DATASET CONTENT:
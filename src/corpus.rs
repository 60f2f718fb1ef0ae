//! Facilities for discovering input files and loading text corpora.

use std::fs;
use std::path::{Path, PathBuf};

use log::debug;
use walkdir::WalkDir;

use crate::config::IngestConfig;
use crate::error::{EmlangError, Result};
use crate::text::{decode_bytes, TextEncoding};

/// Discovers files rooted at the provided input paths according to the ingest configuration.
///
/// Directories are traversed recursively by default; set [`IngestConfig::recursive`] to `false`
/// to limit discovery to the first level.  Symlink traversal is controlled through
/// [`IngestConfig::follow_symlinks`].  Results are sorted per input so training order does not
/// depend on directory iteration order.
pub fn collect_paths<P: AsRef<Path>>(inputs: &[P], cfg: &IngestConfig) -> Result<Vec<PathBuf>> {
    let mut files = Vec::new();
    for input in inputs {
        let path = input.as_ref();
        if !path.exists() {
            return Err(EmlangError::InvalidConfig(format!(
                "input path {path:?} does not exist"
            )));
        }
        let metadata = path
            .symlink_metadata()
            .map_err(|err| EmlangError::io(err, Some(path.to_path_buf())))?;
        if metadata.is_dir() {
            let mut discovered = Vec::new();
            if cfg.recursive {
                let walker = WalkDir::new(path).follow_links(cfg.follow_symlinks);
                for entry in walker {
                    let entry = entry.map_err(|err| EmlangError::Internal(err.to_string()))?;
                    if entry.file_type().is_file() {
                        discovered.push(entry.path().to_path_buf());
                    }
                }
            } else {
                for entry in
                    fs::read_dir(path).map_err(|err| EmlangError::io(err, Some(path.to_path_buf())))?
                {
                    let entry =
                        entry.map_err(|err| EmlangError::io(err, Some(path.to_path_buf())))?;
                    let entry_path = entry.path();
                    if entry_path.is_file() {
                        discovered.push(entry_path);
                    }
                }
            }
            discovered.sort();
            files.extend(discovered);
        } else {
            files.push(path.to_path_buf());
        }
    }
    if files.is_empty() {
        return Err(EmlangError::InvalidConfig(
            "no files discovered in provided inputs".into(),
        ));
    }
    Ok(files)
}

/// Reads one text file, detecting UTF-8 / UTF-8 BOM / UTF-16 input.
pub fn read_text_file<P: AsRef<Path>>(path: P) -> Result<String> {
    let path = path.as_ref();
    let bytes = fs::read(path).map_err(|err| EmlangError::io(err, Some(path.to_path_buf())))?;
    let (text, encoding) = decode_bytes(&bytes);
    if encoding == TextEncoding::Lossy {
        debug!("{} is not valid UTF-8/UTF-16; replaced invalid sequences", path.display());
    }
    Ok(text)
}

/// Loads every discovered file as one corpus document, in discovery order.
///
/// Empty documents are discarded; an input set without any text is rejected.
pub fn load_text_corpus<P: AsRef<Path>>(inputs: &[P], cfg: &IngestConfig) -> Result<Vec<String>> {
    let file_paths = collect_paths(inputs, cfg)?;
    let mut documents = Vec::with_capacity(file_paths.len());
    for file_path in file_paths {
        let text = read_text_file(&file_path)?;
        if !text.trim().is_empty() {
            documents.push(text);
        }
    }
    if documents.is_empty() {
        return Err(EmlangError::InvalidConfig(
            "no text could be loaded from inputs".into(),
        ));
    }
    Ok(documents)
}

#[cfg(test)]
mod tests {
    use super::*;
    use tempfile::tempdir;

    #[test]
    fn collect_paths_discovers_files_recursively() {
        let dir = tempdir().expect("tempdir");
        let nested = dir.path().join("nested");
        fs::create_dir(&nested).expect("create nested directory");
        let file_a = dir.path().join("a.txt");
        let file_b = nested.join("b.txt");
        fs::write(&file_a, "alpha").expect("write a");
        fs::write(&file_b, "beta").expect("write b");

        let cfg = IngestConfig {
            recursive: true,
            ..IngestConfig::default()
        };
        let paths = collect_paths(&[dir.path()], &cfg).expect("collect paths");
        assert_eq!(paths, vec![file_a, file_b]);
    }

    #[test]
    fn non_recursive_skips_nested_directories() {
        let dir = tempdir().expect("tempdir");
        let nested = dir.path().join("nested");
        fs::create_dir(&nested).expect("create nested directory");
        fs::write(dir.path().join("top.txt"), "top").expect("write top");
        fs::write(nested.join("deep.txt"), "deep").expect("write deep");

        let cfg = IngestConfig::builder().recursive(false).build();
        let paths = collect_paths(&[dir.path()], &cfg).expect("collect paths");
        assert_eq!(paths, vec![dir.path().join("top.txt")]);
    }

    #[test]
    fn missing_input_is_invalid() {
        let dir = tempdir().expect("tempdir");
        let err = collect_paths(&[dir.path().join("absent.txt")], &IngestConfig::default())
            .expect_err("missing path");
        assert!(matches!(err, EmlangError::InvalidConfig(_)));
    }

    #[test]
    fn load_text_corpus_decodes_utf16_and_skips_blank_files() {
        let dir = tempdir().expect("tempdir");
        let mut utf16 = vec![0xFF, 0xFE];
        for unit in "héllo wörld".encode_utf16() {
            utf16.extend_from_slice(&unit.to_le_bytes());
        }
        fs::write(dir.path().join("a.txt"), utf16).expect("write utf16");
        fs::write(dir.path().join("b.txt"), "  \n").expect("write blank");

        let documents =
            load_text_corpus(&[dir.path()], &IngestConfig::default()).expect("load corpus");
        assert_eq!(documents, vec!["héllo wörld".to_owned()]);
    }
}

TASK ITEM: Return the listing above in its exact form.

EXPECTED ANSWER:
filename src/corpus.rs
repository 60f2f718fb1ef0ae
//! Facilities for discovering input files and loading text corpora.

use std::fs;
use std::path::{Path, PathBuf};

use log::debug;
use walkdir::WalkDir;

use crate::config::IngestConfig;
use crate::error::{EmlangError, Result};
use crate::text::{decode_bytes, TextEncoding};

/// Discovers files rooted at the provided input paths according to the ingest configuration.
///
/// Directories are traversed recursively by default; set [`IngestConfig::recursive`] to `false`
/// to limit discovery to the first level.  Symlink traversal is controlled through
/// [`IngestConfig::follow_symlinks`].  Results are sorted per input so training order does not
/// depend on directory iteration order.
pub fn collect_paths<P: AsRef<Path>>(inputs: &[P], cfg: &IngestConfig) -> Result<Vec<PathBuf>> {
    let mut files = Vec::new();
    for input in inputs {
        let path = input.as_ref();
        if !path.exists() {
            return Err(EmlangError::InvalidConfig(format!(
                "input path {path:?} does not exist"
            )));
        }
        let metadata = path
            .symlink_metadata()
            .map_err(|err| EmlangError::io(err, Some(path.to_path_buf())))?;
        if metadata.is_dir() {
            let mut discovered = Vec::new();
            if cfg.recursive {
                let walker = WalkDir::new(path).follow_links(cfg.follow_symlinks);
                for entry in walker {
                    let entry = entry.map_err(|err| EmlangError::Internal(err.to_string()))?;
                    if entry.file_type().is_file() {
                        discovered.push(entry.path().to_path_buf());
                    }
                }
            } else {
                for entry in
                    fs::read_dir(path).map_err(|err| EmlangError::io(err, Some(path.to_path_buf())))?
                {
                    let entry =
                        entry.map_err(|err| EmlangError::io(err, Some(path.to_path_buf())))?;
                    let entry_path = entry.path();
                    if entry_path.is_file() {
                        discovered.push(entry_path);
                    }
                }
            }
            discovered.sort();
            files.extend(discovered);
        } else {
            files.push(path.to_path_buf());
        }
    }
    if files.is_empty() {
        return Err(EmlangError::InvalidConfig(
            "no files discovered in provided inputs".into(),
        ));
    }
    Ok(files)
}

/// Reads one text file, detecting UTF-8 / UTF-8 BOM / UTF-16 input.
pub fn read_text_file<P: AsRef<Path>>(path: P) -> Result<String> {
    let path = path.as_ref();
    let bytes = fs::read(path).map_err(|err| EmlangError::io(err, Some(path.to_path_buf())))?;
    let (text, encoding) = decode_bytes(&bytes);
    if encoding == TextEncoding::Lossy {
        debug!("{} is not valid UTF-8/UTF-16; replaced invalid sequences", path.display());
    }
    Ok(text)
}

/// Loads every discovered file as one corpus document, in discovery order.
///
/// Empty documents are discarded; an input set without any text is rejected.
pub fn load_text_corpus<P: AsRef<Path>>(inputs: &[P], cfg: &IngestConfig) -> Result<Vec<String>> {
    let file_paths = collect_paths(inputs, cfg)?;
    let mut documents = Vec::with_capacity(file_paths.len());
    for file_path in file_paths {
        let text = read_text_file(&file_path)?;
        if !text.trim().is_empty() {
            documents.push(text);
        }
    }
    if documents.is_empty() {
        return Err(EmlangError::InvalidConfig(
            "no text could be loaded from inputs".into(),
        ));
    }
    Ok(documents)
}

#[cfg(test)]
mod tests {
    use super::*;
    use tempfile::tempdir;

    #[test]
    fn collect_paths_discovers_files_recursively() {
        let dir = tempdir().expect("tempdir");
        let nested = dir.path().join("nested");
        fs::create_dir(&nested).expect("create nested directory");
        let file_a = dir.path().join("a.txt");
        let file_b = nested.join("b.txt");
        fs::write(&file_a, "alpha").expect("write a");
        fs::write(&file_b, "beta").expect("write b");

        let cfg = IngestConfig {
            recursive: true,
            ..IngestConfig::default()
        };
        let paths = collect_paths(&[dir.path()], &cfg).expect("collect paths");
        assert_eq!(paths, vec![file_a, file_b]);
    }

    #[test]
    fn non_recursive_skips_nested_directories() {
        let dir = tempdir().expect("tempdir");
        let nested = dir.path().join("nested");
        fs::create_dir(&nested).expect("create nested directory");
        fs::write(dir.path().join("top.txt"), "top").expect("write top");
        fs::write(nested.join("deep.txt"), "deep").expect("write deep");

        let cfg = IngestConfig::builder().recursive(false).build();
        let paths = collect_paths(&[dir.path()], &cfg).expect("collect paths");
        assert_eq!(paths, vec![dir.path().join("top.txt")]);
    }

    #[test]
    fn missing_input_is_invalid() {
        let dir = tempdir().expect("tempdir");
        let err = collect_paths(&[dir.path().join("absent.txt")], &IngestConfig::default())
            .expect_err("missing path");
        assert!(matches!(err, EmlangError::InvalidConfig(_)));
    }

    #[test]
    fn load_text_corpus_decodes_utf16_and_skips_blank_files() {
        let dir = tempdir().expect("tempdir");
        let mut utf16 = vec![0xFF, 0xFE];
        for unit in "héllo wörld".encode_utf16() {
            utf16.extend_from_slice(&unit.to_le_bytes());
        }
        fs::write(dir.path().join("a.txt"), utf16).expect("write utf16");
        fs::write(dir.path().join("b.txt"), "  \n").expect("write blank");

        let documents =
            load_text_corpus(&[dir.path()], &IngestConfig::default()).expect("load corpus");
        assert_eq!(documents, vec!["héllo wörld".to_owned()]);
    }
}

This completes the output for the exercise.